====== Records to use ======

#[cfg(test)]
mod tests {
    use super::*;
    use crate::model::{ItemOrigin, Prompt, PublishedRecord};
    use crate::policy::AcceptanceConfig;
    use crate::ports::{ProviderError, SentimentScorer, TextProvider};
    use crate::usecases::chain::ChainConfig;
    use async_trait::async_trait;
    use std::collections::HashMap;
    use std::sync::Mutex;
    use std::sync::atomic::{AtomicUsize, Ordering};
    use time::OffsetDateTime;
    use time::macros::datetime;

    // Fake implementations for testing
    struct ScriptedProvider {
        name: &'static str,
        available: bool,
        responses: Mutex<Vec<String>>,
        calls: AtomicUsize,
    }

    impl ScriptedProvider {
        fn new(name: &'static str, responses: &[&str]) -> Arc<Self> {
            Arc::new(Self {
                name,
                available: true,
                responses: Mutex::new(responses.iter().map(|r| r.to_string()).collect()),
                calls: AtomicUsize::new(0),
            })
        }

        fn unavailable(name: &'static str) -> Arc<Self> {
            Arc::new(Self {
                name,
                available: false,
                responses: Mutex::new(vec![]),
                calls: AtomicUsize::new(0),
            })
        }

        fn calls(&self) -> usize {
            self.calls.load(Ordering::SeqCst)
        }
    }

    #[async_trait]
    impl TextProvider for ScriptedProvider {
        fn name(&self) -> &str {
            self.name
        }

        fn is_available(&self) -> bool {
            self.available
        }

        async fn generate(&self, _prompt: &Prompt) -> Result<String, ProviderError> {
            self.calls.fetch_add(1, Ordering::SeqCst);
            let mut responses = self.responses.lock().unwrap();
            if responses.is_empty() {
                return Err(ProviderError::Api("quota exhausted".to_string()));
            }
            Ok(responses.remove(0))
        }
    }

    struct TableScorer(HashMap<String, f64>);

    impl SentimentScorer for TableScorer {
        fn score(&self, text: &str) -> f64 {
            self.0.get(text).copied().unwrap_or(0.5)
        }
    }

    #[derive(Default)]
    struct FakeBatchStore {
        batch: Mutex<Option<Batch>>,
        saves: AtomicUsize,
        fail_save: bool,
    }

    #[async_trait]
    impl BatchStore for FakeBatchStore {
        async fn load(&self) -> Result<Option<Batch>, BatchStoreError> {
            Ok(self.batch.lock().unwrap().clone())
        }

        async fn save(&self, batch: &Batch) -> Result<(), BatchStoreError> {
            if self.fail_save {
                return Err(BatchStoreError::Io(std::io::Error::new(
                    std::io::ErrorKind::PermissionDenied,
                    "read-only",
                )));
            }
            self.saves.fetch_add(1, Ordering::SeqCst);
            *self.batch.lock().unwrap() = Some(batch.clone());
            Ok(())
        }

        async fn remove(&self) -> Result<(), BatchStoreError> {
            *self.batch.lock().unwrap() = None;
            Ok(())
        }
    }

    struct FakeHistory {
        seen: HashSet<String>,
    }

    #[async_trait]
    impl HistoryLog for FakeHistory {
        async fn load_seen(&self) -> Result<HashSet<String>, HistoryError> {
            Ok(self.seen.clone())
        }

        async fn record_published(&self, _record: &PublishedRecord) -> Result<(), HistoryError> {
            Ok(())
        }
    }

    struct FakeClock {
        time: OffsetDateTime,
    }

    impl Clock for FakeClock {
        fn now(&self) -> OffsetDateTime {
            self.time
        }
    }

    const NOW: OffsetDateTime = datetime!(2026-10-19 09:00 UTC);

    fn reserve() -> Vec<String> {
        (1..=6).map(|i| format!("Reserve post number {}", i)).collect()
    }

    fn session(
        providers: Vec<Arc<dyn TextProvider>>,
        store: Arc<FakeBatchStore>,
        history: &[&str],
        config: GenerationConfig,
    ) -> GenerationSession<FakeBatchStore, FakeHistory, FakeClock> {
        let scores = HashMap::from([
            ("Hello world".to_string(), 0.4),
            ("Good morning".to_string(), 0.6),
            ("Everything is terrible".to_string(), -0.7),
        ]);
        let chain = ProviderChain::new(
            providers,
            ChainConfig {
                timeout: Duration::from_secs(5),
                retries: 0,
                backoff: Duration::ZERO,
            },
        );
        let filter = AcceptanceFilter::new(
            AcceptanceConfig {
                min_chars: 1,
                max_chars: 280,
                min_positivity: Some(0.1),
            },
            Arc::new(TableScorer(scores)),
        );
        GenerationSession::new(
            chain,
            filter,
            store,
            Arc::new(FakeHistory {
                seen: history.iter().map(|s| s.to_string()).collect(),
            }),
            Arc::new(FakeClock { time: NOW }),
            config,
        )
    }

    fn config() -> GenerationConfig {
        GenerationConfig {
            target_count: 5,
            max_rounds: 3,
            round_delay: Duration::ZERO,
            reserve: reserve(),
            ..Default::default()
        }
    }

    #[tokio::test]
    async fn test_duplicate_from_history_is_rejected_and_reserve_fills() {
        let a = ScriptedProvider::unavailable("a");
        let b = ScriptedProvider::new("b", &["Tweet 1:\nHello world\n\nTweet 2:\nGood morning\n"]);
        let store = Arc::new(FakeBatchStore::default());

        let result = session(
            vec![a.clone(), b.clone()],
            store.clone(),
            &["Hello world"],
            config(),
        )
        .run()
        .await
        .unwrap();

        assert_eq!(a.calls(), 0);
        assert_eq!(result.outcome, SessionOutcome::FilledFromReserve);
        assert_eq!(result.batch.items.len(), 5);
        assert_eq!(result.batch.items[0].text, "Good morning");
        assert_eq!(
            result.batch.items[0].origin,
            ItemOrigin::Generated {
                provider: "b".to_string()
            }
        );
        assert_eq!(result.report.accepted, 1);
        assert_eq!(result.report.reserve_filled, 4);
        assert_eq!(result.report.rejected, 1);
        // b runs dry after its first response
        assert_eq!(result.report.failed_rounds, 2);
        assert_eq!(store.saves.load(Ordering::SeqCst), 1);
    }

    #[tokio::test]
    async fn test_target_met_without_reserve() {
        let b = ScriptedProvider::new(
            "b",
            &[
                "Tweet 1: One\nTweet 2: Two\nTweet 3: Three",
                "Tweet 1: Four\nTweet 2: Five\nTweet 3: Six",
            ],
        );
        let store = Arc::new(FakeBatchStore::default());

        let result = session(vec![b.clone()], store, &[], config())
            .run()
            .await
            .unwrap();

        assert_eq!(result.outcome, SessionOutcome::TargetMet);
        let texts: Vec<_> = result.batch.items.iter().map(|i| i.text.as_str()).collect();
        assert_eq!(texts, vec!["One", "Two", "Three", "Four", "Five"]);
        assert_eq!(b.calls(), 2);
        assert_eq!(result.report.reserve_filled, 0);
    }

    #[tokio::test]
    async fn test_unparseable_rounds_are_retried() {
        let b = ScriptedProvider::new(
            "b",
            &[
                "Sorry, here are some thoughts without any numbering.",
                "Tweet 1: Good morning\nTweet 2: Everything is terrible",
            ],
        );
        let store = Arc::new(FakeBatchStore::default());

        let result = session(vec![b], store, &[], config()).run().await.unwrap();

        assert_eq!(result.report.failed_rounds, 2);
        assert_eq!(result.report.accepted, 1);
        assert_eq!(result.report.rejected, 1);
        assert_eq!(result.batch.items.len(), 5);
    }

    #[tokio::test]
    async fn test_existing_batch_for_today_skips_generation() {
        let b = ScriptedProvider::new("b", &["Tweet 1: Fresh"]);
        let mut existing = Batch::new(NOW.date(), 2, NOW);
        existing.push(BatchItem::reserve("already here"));
        existing.push(BatchItem::reserve("and here"));
        let store = Arc::new(FakeBatchStore {
            batch: Mutex::new(Some(existing.clone())),
            ..Default::default()
        });

        let result = session(
            vec![b.clone()],
            store.clone(),
            &[],
            GenerationConfig {
                target_count: 2,
                ..config()
            },
        )
        .run()
        .await
        .unwrap();

        assert_eq!(result.outcome, SessionOutcome::AlreadySatisfied);
        assert_eq!(b.calls(), 0);
        assert_eq!(store.saves.load(Ordering::SeqCst), 0);
        assert_eq!(store.batch.lock().unwrap().as_ref(), Some(&existing));
    }

    #[tokio::test]
    async fn test_stale_batch_is_replaced() {
        let b = ScriptedProvider::new("b", &["Tweet 1: Good morning"]);
        let yesterday = NOW - time::Duration::days(1);
        let mut existing = Batch::new(yesterday.date(), 1, yesterday);
        existing.push(BatchItem::reserve("left over"));
        let store = Arc::new(FakeBatchStore {
            batch: Mutex::new(Some(existing)),
            ..Default::default()
        });

        let result = session(
            vec![b],
            store,
            &[],
            GenerationConfig {
                target_count: 1,
                ..config()
            },
        )
        .run()
        .await
        .unwrap();

        assert_eq!(result.outcome, SessionOutcome::TargetMet);
        assert_eq!(result.batch.date, NOW.date());
        assert_eq!(result.batch.items[0].text, "Good morning");
    }

    #[tokio::test]
    async fn test_no_available_provider_is_configuration_error() {
        let a = ScriptedProvider::unavailable("a");
        let store = Arc::new(FakeBatchStore::default());

        let result = session(vec![a], store.clone(), &[], config()).run().await;

        assert!(matches!(result, Err(SessionError::Configuration(_))));
        assert!(store.batch.lock().unwrap().is_none());
    }

    #[tokio::test]
    async fn test_reserve_skips_history_and_caps_when_exhausted() {
        let store = Arc::new(FakeBatchStore::default());
        let b = ScriptedProvider::new("b", &[]);

        let result = session(
            vec![b],
            store,
            &["Reserve post number 1"],
            GenerationConfig {
                target_count: 8,
                ..config()
            },
        )
        .run()
        .await
        .unwrap();

        assert_eq!(result.report.reserve_filled, 5);
        assert_eq!(result.report.shortfall(), 3);
        let unique: HashSet<_> = result.batch.items.iter().map(|i| &i.text).collect();
        assert_eq!(unique.len(), result.batch.items.len());
        assert!(!unique.contains(&"Reserve post number 1".to_string()));
    }

    #[tokio::test]
    async fn test_persistence_failure_is_surfaced_with_report() {
        let b = ScriptedProvider::new("b", &["Tweet 1: Good morning"]);
        let store = Arc::new(FakeBatchStore {
            fail_save: true,
            ..Default::default()
        });

        let error = session(
            vec![b],
            store,
            &[],
            GenerationConfig {
                target_count: 1,
                ..config()
            },
        )
        .run()
        .await
        .unwrap_err();

        assert!(matches!(error, SessionError::Persistence { .. }));
        assert_eq!(error.report().map(|r| r.accepted), Some(1));
    }

    #[tokio::test]
    async fn test_force_regenerates_existing_batch() {
        let b = ScriptedProvider::new("b", &["Tweet 1: Good morning"]);
        let mut existing = Batch::new(NOW.date(), 1, NOW);
        existing.push(BatchItem::reserve("already here"));
        let store = Arc::new(FakeBatchStore {
            batch: Mutex::new(Some(existing)),
            ..Default::default()
        });

        let result = session(
            vec![b.clone()],
            store,
            &[],
            GenerationConfig {
                target_count: 1,
                force: true,
                ..config()
            },
        )
        .run()
        .await
        .unwrap();

        assert_eq!(b.calls(), 1);
        assert_eq!(result.batch.items[0].text, "Good morning");
    }

    #[tokio::test]
    async fn test_reserve_entries_outside_length_window_are_skipped() {
        let b = ScriptedProvider::new("b", &[]);
        let store = Arc::new(FakeBatchStore::default());
        let oversized = "x".repeat(400);

        let result = session(
            vec![b],
            store,
            &[],
            GenerationConfig {
                target_count: 1,
                reserve: vec![oversized.clone(), "Reserve post number 2".to_string()],
                ..config()
            },
        )
        .run()
        .await
        .unwrap();

        assert_eq!(result.outcome, SessionOutcome::FilledFromReserve);
        let texts: Vec<_> = result.batch.items.iter().map(|i| i.text.as_str()).collect();
        assert_eq!(texts, vec!["Reserve post number 2"]);
        assert_eq!(result.report.reserve_filled, 1);
    }

    #[tokio::test]
    async fn test_short_batch_for_today_is_topped_up() {
        let b = ScriptedProvider::new(
            "b",
            &["Tweet 1: kept one\nTweet 2: Good morning\nTweet 3: Hello world"],
        );
        let mut existing = Batch::new(NOW.date(), 5, NOW - time::Duration::hours(3));
        existing.push(BatchItem::reserve("kept one"));
        existing.push(BatchItem::reserve("kept two"));
        existing.published = 2;
        let store = Arc::new(FakeBatchStore {
            batch: Mutex::new(Some(existing)),
            ..Default::default()
        });

        let result = session(vec![b.clone()], store.clone(), &[], config())
            .run()
            .await
            .unwrap();

        assert_eq!(b.calls(), 1);
        assert_eq!(result.outcome, SessionOutcome::TargetMet);
        let texts: Vec<_> = result.batch.items.iter().map(|i| i.text.as_str()).collect();
        assert_eq!(texts, vec!["kept one", "kept two", "Good morning"]);
        assert_eq!(result.batch.published, 2);
        assert_eq!(result.batch.generated_at, NOW);
        assert_eq!(result.report.carried_over, 4);
        assert_eq!(result.report.accepted, 1);
        assert_eq!(result.report.rejected, 1);
        assert_eq!(result.report.shortfall(), 0);

        let saved = store.batch.lock().unwrap().clone().unwrap();
        assert_eq!(saved.published, 2);
        assert_eq!(saved.items.len(), 3);
    }
}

======

Prompt - All lines from the one with "let saved = store.batch.lock().unwrap().clone().unwrap();" through the end of the material above are to be printed exactly, and only those.

Output below -
        let saved = store.batch.lock().unwrap().clone().unwrap();
        assert_eq!(saved.published, 2);
        assert_eq!(saved.items.len(), 3);
    }
}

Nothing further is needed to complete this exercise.